11/5/14

Spock and I

Like Sheldon on The Big Bang Theory, I, too, am a devotee of the iconic Mr. Spock of Star Trek. I never confused him with the actor Leonard Nimoy until I saw the next iteration of him in Zachary Quinto, who seemed 'illogical' on some level.  But, unlike Sheldon, I am a woman, and I had this mad attraction to Mr. Spock, as did my college roommate, Jane, and apparently, a million other women. 

I made jokes about it, but when Star Trek (the Original TV Show) appeared on Netflix, I started binge-watching it all over again, and, again, becoming infected with my adoration of all things Vulcan and Mr. Spock.  Damn you, Netflix, Damn you! Better than ever! No commercial interruptions! and ON DEMAND! I'm am only my only second cycle of the 80 or so episodes. 

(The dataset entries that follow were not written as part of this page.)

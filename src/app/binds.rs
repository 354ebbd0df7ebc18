use crossterm::event::{KeyCode, KeyEvent, KeyModifiers};
use std::collections::HashMap;

/// Everything a key can be bound to.
#[derive(Debug, Clone, Copy, PartialEq, Eq, Hash)]
pub enum Action {
    Quit,
    ScrollUp,
    ScrollDown,
    PageUp,
    PageDown,
    GoToTop,
    GoToBottom,
    PlaySelected,
    TrackOptions,
    Locate,
    Retry,
    NextTrack,
    PreviousTrack,
    Close,
}

impl Action {
    /// Actions still accepted while a popup covers the list.
    fn allowed_in_popup(self) -> bool {
        matches!(self, Action::Quit | Action::Close)
    }
}

#[derive(Debug)]
pub struct KeyBinds {
    map: HashMap<(KeyModifiers, KeyCode), Action>,
}

impl KeyBinds {
    pub fn new(map: HashMap<(KeyModifiers, KeyCode), Action>) -> Self {
        Self { map }
    }

    /// Resolve a key press. While a popup is open only closing actions pass.
    pub fn handle_key(&self, key: KeyEvent, popup_open: bool) -> Option<Action> {
        let action = self.lookup(key)?;
        if popup_open && !action.allowed_in_popup() {
            return None;
        }
        Some(action)
    }

    fn lookup(&self, key: KeyEvent) -> Option<Action> {
        if let Some(action) = self.map.get(&(key.modifiers, key.code)) {
            return Some(*action);
        }
        // Terminals disagree on whether uppercase letters carry SHIFT
        match key.code {
            KeyCode::Char(c) if c.is_ascii_uppercase() => {
                let toggled = key.modifiers ^ KeyModifiers::SHIFT;
                self.map.get(&(toggled, key.code)).copied()
            }
            _ => None,
        }
    }
}

#[cfg(test)]
mod tests {
    use super::*;
    use crate::app::config::BindsConfig;

    fn binds() -> KeyBinds {
        let (map, _) = BindsConfig::default().build_key_map();
        KeyBinds::new(map)
    }

    #[test]
    fn test_plain_key_resolves() {
        let key = KeyEvent::new(KeyCode::Char('j'), KeyModifiers::NONE);
        assert_eq!(binds().handle_key(key, false), Some(Action::ScrollDown));
    }

    #[test]
    fn test_uppercase_without_shift_modifier() {
        let key = KeyEvent::new(KeyCode::Char('G'), KeyModifiers::NONE);
        assert_eq!(binds().handle_key(key, false), Some(Action::GoToBottom));
    }

    #[test]
    fn test_popup_blocks_list_actions() {
        let binds = binds();
        let down = KeyEvent::new(KeyCode::Char('j'), KeyModifiers::NONE);
        let esc = KeyEvent::new(KeyCode::Esc, KeyModifiers::NONE);
        assert_eq!(binds.handle_key(down, true), None);
        assert_eq!(binds.handle_key(esc, true), Some(Action::Close));
    }
}
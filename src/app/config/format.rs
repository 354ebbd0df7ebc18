use crate::app::config::{BindsConfig, CatalogConfig, ColorsConfig, ListConfig, LoggingConfig};
use serde::{Deserialize, Serialize};
use std::path::PathBuf;

#[derive(Debug, Default, Deserialize, Serialize)]
pub struct Config {
    #[serde(default)]
    pub list: ListConfig,
    #[serde(default)]
    pub colors: ColorsConfig,
    #[serde(default)]
    pub binds: BindsConfig,
    #[serde(default)]
    pub logging: LoggingConfig,
    #[serde(default)]
    pub catalog: CatalogConfig,
}

const KNOWN_LIST_FIELDS: &[&str] = &[
    "show_index",
    "replace_queue_on_press",
    "long_press_plays",
    "end_reached_threshold",
    "locate_hide_delay_ms",
    "locate_fade_ms",
    "wheel_step",
];

const KNOWN_COLORS_FIELDS: &[&str] = &[
    "primary",
    "text",
    "text_highlight",
    "text_secondary",
    "border",
    "card",
    "list_active",
    "local",
    "background",
    "frame",
];

const KNOWN_BINDS_FIELDS: &[&str] = &[
    "quit",
    "scroll_up",
    "scroll_down",
    "page_up",
    "page_down",
    "go_to_top",
    "go_to_bottom",
    "play_selected",
    "track_options",
    "locate",
    "retry",
    "next",
    "previous",
    "close",
];

const KNOWN_LOGGING_FIELDS: &[&str] = &[
    "enabled",
    "level",
    "log_to_console",
    "append_to_file",
    "rotate_logs",
    "rotation_size_mb",
    "keep_log_files",
    "custom_log_path",
];

const KNOWN_CATALOG_FIELDS: &[&str] = &["path", "page_size", "latency_ms", "fail_every"];

const KNOWN_SECTIONS: &[(&str, &[&str])] = &[
    ("list", KNOWN_LIST_FIELDS),
    ("colors", KNOWN_COLORS_FIELDS),
    ("binds", KNOWN_BINDS_FIELDS),
    ("logging", KNOWN_LOGGING_FIELDS),
    ("catalog", KNOWN_CATALOG_FIELDS),
];

/// Calculate Levenshtein distance between two strings
fn levenshtein_distance(a: &str, b: &str) -> usize {
    let a_chars: Vec<char> = a.chars().collect();
    let b_chars: Vec<char> = b.chars().collect();

    if a_chars.is_empty() {
        return b_chars.len();
    }
    if b_chars.is_empty() {
        return a_chars.len();
    }

    let mut prev_row: Vec<usize> = (0..=b_chars.len()).collect();
    let mut curr_row: Vec<usize> = vec![0; b_chars.len() + 1];

    for (i, a_char) in a_chars.iter().enumerate() {
        curr_row[0] = i + 1;
        for (j, b_char) in b_chars.iter().enumerate() {
            let cost = usize::from(a_char != b_char);
            curr_row[j + 1] = (prev_row[j + 1] + 1)
                .min(curr_row[j] + 1)
                .min(prev_row[j] + cost);
        }
        std::mem::swap(&mut prev_row, &mut curr_row);
    }

    prev_row[b_chars.len()]
}

/// Closest candidate within a few edits, for "did you mean" hints
fn find_similar<'a>(unknown: &str, candidates: impl IntoIterator<Item = &'a str>) -> Option<&'a str> {
    let unknown_lower = unknown.to_lowercase();

    candidates
        .into_iter()
        .filter_map(|candidate| {
            let distance = levenshtein_distance(&unknown_lower, &candidate.to_lowercase());
            let threshold = (unknown.len().max(candidate.len()) / 2).max(3);
            (distance <= threshold).then_some((candidate, distance))
        })
        .min_by_key(|(_, distance)| *distance)
        .map(|(candidate, _)| candidate)
}

fn format_unknown_section(key: &str, suggestion: Option<&str>) -> String {
    match suggestion {
        Some(s) => format!("Unknown config section: [{}] (did you mean: [{}]?)", key, s),
        None => format!("Unknown config section: [{}]", key),
    }
}

fn format_unknown_option(section: &str, key: &str, suggestion: Option<&str>) -> String {
    match suggestion {
        Some(s) => format!(
            "Unknown option in [{}]: {} (did you mean: {}?)",
            section, key, s
        ),
        None => format!("Unknown option in [{}]: {}", section, key),
    }
}

impl Config {
    /// Returns the default config file path based on the platform:
    /// - Linux: ~/.config/tracklist/config.toml (XDG_CONFIG_HOME)
    /// - macOS: ~/Library/Application Support/tracklist/config.toml
    /// - Windows: C:\Users\<User>\AppData\Roaming\tracklist\config.toml
    pub fn default_config_path() -> color_eyre::Result<PathBuf> {
        let config_dir = dirs::config_dir()
            .ok_or_else(|| color_eyre::eyre::eyre!("Could not determine config directory"))?;
        Ok(config_dir.join("tracklist").join("config.toml"))
    }

    /// Load the config, creating a default file when none exists.
    ///
    /// Unknown keys and parse failures become warnings; a broken file falls
    /// back to the defaults instead of aborting startup.
    pub fn load(config_path: Option<PathBuf>) -> color_eyre::Result<(Self, Vec<String>)> {
        let config_path = match config_path {
            Some(path) => path,
            None => Self::default_config_path()?,
        };

        if !config_path.exists() {
            if let Some(parent) = config_path.parent()
                && !parent.as_os_str().is_empty()
            {
                std::fs::create_dir_all(parent)?;
            }

            let default_config = Config::default();
            let toml_string = toml::to_string_pretty(&default_config)?;
            std::fs::write(&config_path, &toml_string)?;

            // The logger is not up yet; main logs this again once it is
            eprintln!("Created default config file at: {}", config_path.display());

            return Ok((default_config, Vec::new()));
        }

        let contents = std::fs::read_to_string(&config_path)?;
        Ok(Self::parse(&contents))
    }

    /// Parse config text, collecting warnings instead of failing.
    pub fn parse(contents: &str) -> (Self, Vec<String>) {
        let mut warnings = Self::check_unknown_fields(contents);

        let config = match toml::from_str::<Config>(contents) {
            Ok(config) => config,
            Err(e) => {
                warnings.push(format!("Failed to parse config file, using defaults: {}", e));
                Config::default()
            }
        };
        warnings.extend(config.logging.validate());

        (config, warnings)
    }

    /// Check for unknown fields in the config file and return warnings
    fn check_unknown_fields(contents: &str) -> Vec<String> {
        let mut warnings = Vec::new();

        let table: toml::Table = match toml::from_str(contents) {
            Ok(t) => t,
            Err(_) => return warnings,
        };

        for (key, value) in &table {
            let Some((section, fields)) = KNOWN_SECTIONS.iter().find(|(name, _)| name == key)
            else {
                let suggestion = find_similar(key, KNOWN_SECTIONS.iter().map(|(name, _)| *name));
                warnings.push(format_unknown_section(key, suggestion));
                continue;
            };

            if let toml::Value::Table(section_table) = value {
                for field in section_table.keys() {
                    if !fields.contains(&field.as_str()) {
                        let suggestion = find_similar(field, fields.iter().copied());
                        warnings.push(format_unknown_option(section, field, suggestion));
                    }
                }
            }
        }

        warnings
    }

    /// Generate a default config file at the specified path
    pub fn generate_default(path: PathBuf) -> color_eyre::Result<()> {
        if let Some(parent) = path.parent()
            && !parent.as_os_str().is_empty()
        {
            std::fs::create_dir_all(parent)?;
        }

        if path.exists() {
            return Err(color_eyre::eyre::eyre!(
                "Config file already exists at: {}",
                path.display()
            ));
        }

        let default_config = Config::default();
        let toml_string = toml::to_string_pretty(&default_config)?;
        std::fs::write(&path, &toml_string)?;

        println!("Generated default config at: {}", path.display());
        Ok(())
    }
}
use crate::app::config::LoggingConfig;
use flexi_logger::{Cleanup, Criterion, FileSpec, FlexiLoggerError, Logger, Naming};
use std::path::{Path, PathBuf};

/// Initialize the logger for the application
pub fn init_logger(config: &LoggingConfig) -> Result<(), FlexiLoggerError> {
    let level = if cfg!(debug_assertions) {
        "debug".to_string()
    } else {
        config.effective_level()
    };

    let file_spec = match &config.custom_log_path {
        Some(path) => FileSpec::try_from(path.clone())?,
        None => FileSpec::default()
            .directory(get_log_directory())
            .basename("tracklist")
            .suppress_timestamp(),
    };

    let mut logger = Logger::try_with_str(&level)?
        .log_to_file(file_spec)
        .format_for_files(custom_log_format)
        .use_utc();

    if config.append_to_file {
        logger = logger.append();
    }

    if config.rotate_logs {
        logger = logger.rotate(
            Criterion::Size(config.rotation_bytes()),
            Naming::Timestamps,
            Cleanup::KeepLogFiles(config.keep_log_files as usize),
        );
    }

    // Console output would draw over the TUI unless explicitly requested
    if config.log_to_console {
        logger = logger.log_to_stdout();
    }

    logger.start()?;
    log::info!("Logger initialized with level: {}", level);
    log::info!("Log file location: {}", config.log_file_path().display());

    Ok(())
}

/// Per-user log directory: `<local data dir>/tracklist/logs`
pub fn get_log_directory() -> PathBuf {
    dirs::data_local_dir()
        .or_else(|| dirs::home_dir().map(|home| home.join(".local/share")))
        .unwrap_or_else(|| PathBuf::from("."))
        .join("tracklist")
        .join("logs")
}

/// One line per record: UTC timestamp, padded level, module target
fn custom_log_format(
    w: &mut dyn std::io::Write,
    now: &mut flexi_logger::DeferredNow,
    record: &log::Record,
) -> Result<(), std::io::Error> {
    write!(
        w,
        "{} {:<5} {}: {}",
        now.now().format("%H:%M:%S%.3f"),
        record.level(),
        record.target().trim_start_matches("tracklist::"),
        record.args()
    )
}

/// Ensure the log file's directory exists
pub fn ensure_log_directory(config: &LoggingConfig) -> color_eyre::Result<()> {
    let log_dir = match config.log_file_path().parent() {
        Some(parent) if !parent.as_os_str().is_empty() => parent.to_path_buf(),
        _ => return Ok(()),
    };
    if !log_dir.exists() {
        std::fs::create_dir_all(&log_dir)?;
    }
    Ok(())
}

/// Log application startup information
pub fn log_startup_info() {
    log::info!(
        "tracklist {} starting ({}/{})",
        env!("CARGO_PKG_VERSION"),
        std::env::consts::OS,
        std::env::consts::ARCH
    );
}

pub fn log_shutdown_info() {
    log::info!("tracklist shutting down");
}

/// Log configuration loading
pub fn log_config_loading(config_path: &Path, created: bool) {
    if created {
        log::info!("Created default config file at: {}", config_path.display());
    } else {
        log::info!("Loaded config file from: {}", config_path.display());
    }
}

/// Log where the list data comes from
pub fn log_catalog_source(source: &str, tracks: usize, page_size: usize) {
    log::info!(
        "Catalog loaded from {}: {} tracks, {} per page",
        source,
        tracks,
        page_size
    );
}

/// Log user interactions for debugging
pub fn log_user_interaction(action: &str, context: Option<&str>) {
    match context {
        Some(ctx) => log::debug!("User action: {} - {}", action, ctx),
        None => log::debug!("User action: {}", action),
    }
}
//! Locate overlay: a fading button that scrolls the list back to the
//! currently playing row.
//!
//! The overlay appears when a scroll gesture starts (and something from the
//! list is playing), hides itself a fixed delay after scrolling stops and
//! hides immediately once activated. All methods take the current
//! [`Instant`] so the main loop (and tests) drive time explicitly.

use std::time::{Duration, Instant};

use super::animation::Tween;
use super::viewport::ListScroller;
use crate::track::{Track, position_of_current};

/// Default delay before the overlay hides after scrolling stops
pub const DEFAULT_HIDE_DELAY: Duration = Duration::from_millis(3000);

/// Default fade in/out duration
pub const DEFAULT_FADE: Duration = Duration::from_millis(200);

#[derive(Debug, Clone, Copy, PartialEq, Eq)]
pub enum OverlayPhase {
    Hidden,
    Appearing,
    Visible,
    Disappearing,
}

/// Single-shot auto-hide timer owned by one overlay.
#[derive(Debug, Default)]
pub struct HideTimer {
    deadline: Option<Instant>,
}

impl HideTimer {
    /// Arm the timer, replacing any pending deadline.
    pub fn arm(&mut self, now: Instant, delay: Duration) {
        self.deadline = Some(now + delay);
    }

    pub fn cancel(&mut self) {
        if self.is_armed() {
            log::trace!("Hide timer cancelled");
        }
        self.deadline = None;
    }

    pub fn is_armed(&self) -> bool {
        self.deadline.is_some()
    }

    pub fn deadline(&self) -> Option<Instant> {
        self.deadline
    }

    /// Consume the deadline if it has passed.
    pub fn fire_if_due(&mut self, now: Instant) -> bool {
        match self.deadline {
            Some(deadline) if now >= deadline => {
                self.deadline = None;
                true
            }
            _ => false,
        }
    }
}
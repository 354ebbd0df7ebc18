use ratatui::layout::{Constraint, Flex, Layout, Rect};
use ratatui::style::Color;
use unicode_width::{UnicodeWidthChar, UnicodeWidthStr};

/// Truncate a string to fit within the given display width, handling Unicode properly.
///
/// Appends an ellipsis when something was cut off.
pub fn truncate_by_width(s: &str, max_width: usize) -> String {
    if s.width() <= max_width {
        return s.to_string();
    }
    if max_width == 0 {
        return String::new();
    }

    let mut result = String::new();
    let mut current_width = 0;

    for ch in s.chars() {
        let char_width = ch.width().unwrap_or(0);
        if current_width + char_width + 1 > max_width {
            break;
        }
        result.push(ch);
        current_width += char_width;
    }
    result.push('…');
    result
}

/// Mix `fg` into `bg`; `alpha` 1.0 gives `fg`.
///
/// Non-RGB colors cannot be mixed and snap to whichever side dominates.
pub fn blend(fg: Color, bg: Color, alpha: f32) -> Color {
    let alpha = alpha.clamp(0.0, 1.0);
    match (fg, bg) {
        (Color::Rgb(fr, fg_, fb), Color::Rgb(br, bg_, bb)) => {
            let mix = |f: u8, b: u8| (b as f32 + (f as f32 - b as f32) * alpha).round() as u8;
            Color::Rgb(mix(fr, br), mix(fg_, bg_), mix(fb, bb))
        }
        _ if alpha >= 0.5 => fg,
        _ => bg,
    }
}

/// Helper function to center a rect within another rect
pub fn center_area(area: Rect, horizontal: Constraint, vertical: Constraint) -> Rect {
    let [area] = Layout::horizontal([horizontal])
        .flex(Flex::Center)
        .areas(area);
    let [area] = Layout::vertical([vertical]).flex(Flex::Center).areas(area);
    area
}

/// Rect of `width`×`height` anchored to the bottom-right corner of `area`,
/// inset by `right` columns and `bottom` lines.
pub fn bottom_right(area: Rect, width: u16, height: u16, right: u16, bottom: u16) -> Rect {
    let width = width.min(area.width);
    let height = height.min(area.height);
    let x = area
        .x
        .saturating_add(area.width.saturating_sub(width.saturating_add(right)));
    let y = area
        .y
        .saturating_add(area.height.saturating_sub(height.saturating_add(bottom)));
    Rect {
        x: x.max(area.x),
        y: y.max(area.y),
        width,
        height,
    }
}
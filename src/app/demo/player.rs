use crate::app::services::PlaybackEngine;
use crate::track::{Track, is_same_track};

/// In-memory play queue standing in for a real playback engine.
#[derive(Debug, Default)]
pub struct QueuePlayer {
    queue: Vec<Track>,
    position: Option<usize>,
}

impl QueuePlayer {
    pub fn new() -> Self {
        Self::default()
    }

    pub fn queue(&self) -> &[Track] {
        &self.queue
    }

    pub fn position(&self) -> Option<usize> {
        self.position
    }

    pub fn next(&mut self) {
        self.step(1);
    }

    pub fn previous(&mut self) {
        self.step(-1);
    }

    /// Move through the queue, wrapping at both ends.
    fn step(&mut self, delta: isize) {
        if self.queue.is_empty() {
            return;
        }
        let len = self.queue.len() as isize;
        let current = self.position.map_or(-1, |p| p as isize);
        let next = (current + delta).rem_euclid(len) as usize;
        self.position = Some(next);
        log::info!("Now playing: {}", self.queue[next].row_key());
    }
}

impl PlaybackEngine for QueuePlayer {
    fn current_track(&self) -> Option<&Track> {
        self.position.and_then(|p| self.queue.get(p))
    }

    /// Play `track`, enqueueing it after the current track if it is new.
    fn play(&mut self, track: &Track) {
        let index = match self.queue.iter().position(|t| is_same_track(t, track)) {
            Some(index) => index,
            None => {
                let index = self.position.map_or(self.queue.len(), |p| p + 1);
                self.queue.insert(index, track.clone());
                index
            }
        };
        self.position = Some(index);
        log::info!("Now playing: {}", track.row_key());
    }

    fn play_replacing_queue(&mut self, track: &Track, queue: &[Track]) {
        self.queue = queue.to_vec();
        match self.queue.iter().position(|t| is_same_track(t, track)) {
            Some(index) => self.position = Some(index),
            None => {
                self.queue.insert(0, track.clone());
                self.position = Some(0);
            }
        }
        log::info!(
            "Queue replaced with {} tracks, now playing: {}",
            self.queue.len(),
            track.row_key()
        );
    }
}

Now, I was a child in 1967-69 when the show aired, but I remember my older brother watching it. I caught on when I attended college in the 70s and it was on every day at 4pm after Jane and I returned from our classes at our Colorado college. We usually got high and settled in for the daily strange new frontier. Then, on Spring Break, we went to Los Angeles to visit friend Betsy of Santa Monica and she took us on a drive around Hollywood pointing out the stars' homes. Of course, we wanted to know where Spock lived, and she drove by some Brentwood estate, walled in, with no apparent entrance.
 

I had a flashback to that I Love Lucy episode where she jumps the wall of a movie star's home, but now in retrospect, I think Betsy was goofing on us. Her friend, a snarky surfer, kept telling us,
"Look, its Milton Berle!"
and we would whip our heads around, yelling, "Where?????"

Milton Berle, of course, was dead. We did go to Marilyn's grave, and we did see a 'star' when we passed some premier in action and Micheal York was visible. But, no Spock. 
So, Jane and I went back to school and returned to our ritual Star Trek routine with bong, 
and lusted like Nurse Chapel at the unobtainable Mr. Spock, too logical for romance, too emotionally distant to be a hot, passionate, steamy romance.

But, when these feeling erupted yet again via Netflix, I became a little more concerned.
I mean, I'm a baby boomer and I'm pushing 60, so this 'schoolgirl' crush caught me offguard.
I had actually seen Leonard Nimoy give a lecture at university where he was on a book tour for "I am Not Spock" and had carved out a post Star Trek career as a writer, photographer, and actor/director.I was of course, disappointed in the mundane Leonard Nimoy. I wanted Spock.

I went to my first Star Trek convention at college, too, and bought a really cool orange tee shirt with the Enterprise  stamped on the front. It was later stolen. I still miss that shirt.
and, of course, I watched with interest at the various incarnations of Star Trek in the latter days, but my only interest now was to write for the show. I sent a resume to Gene Roddenberry and got a call from the Next Generation producers who asked me to submit a script, but nothing ever came of it.  I wrote a script called "The Aurics," about a race of aliens who had some sort of electromagnetic powers, but in these pre-internet, pre digital days, this script, written on an IBM Selectric, got lost in space, along with my career. 

My attraction to aliens waned because I met real ones walking the planet, and, while I had my fair share of romance, I was subconsciously still looking for that coolly, logical, mindmeld with a vulcan.  Now, in retrospect, I see that Jane and I, probably adored the unemotional Spock since we came from alcoholic dads, and overemotional mothers, whose lives quickly disintegrated into soap operas, rather than space operas  Jane and I detested stupidity and emotional displays, and now, I see why my unrequited passion for Spock and the myth of logical romance became an unrealized dream for me. 

I would call it 'emotional logic, ' or a mind over matter approach to control one's passionate nature and not be controlled by it.  Self mastery and self discipline became a form of self love for me in an age of excess, sexual revolution, drug and alcohol abuse, and well, all things baby boomer. I battled my own addictions and excesses, and lately, watched as alcoholism consumed the lives of loved ones in ways I could never anticipate.  I long for the cool, emotional logic and self discipline of First Officer Spock, the scientific Vulcan with no apparent character flaws except for his keen logical approach, and emotional control. Spock who will remain forever - fascinating.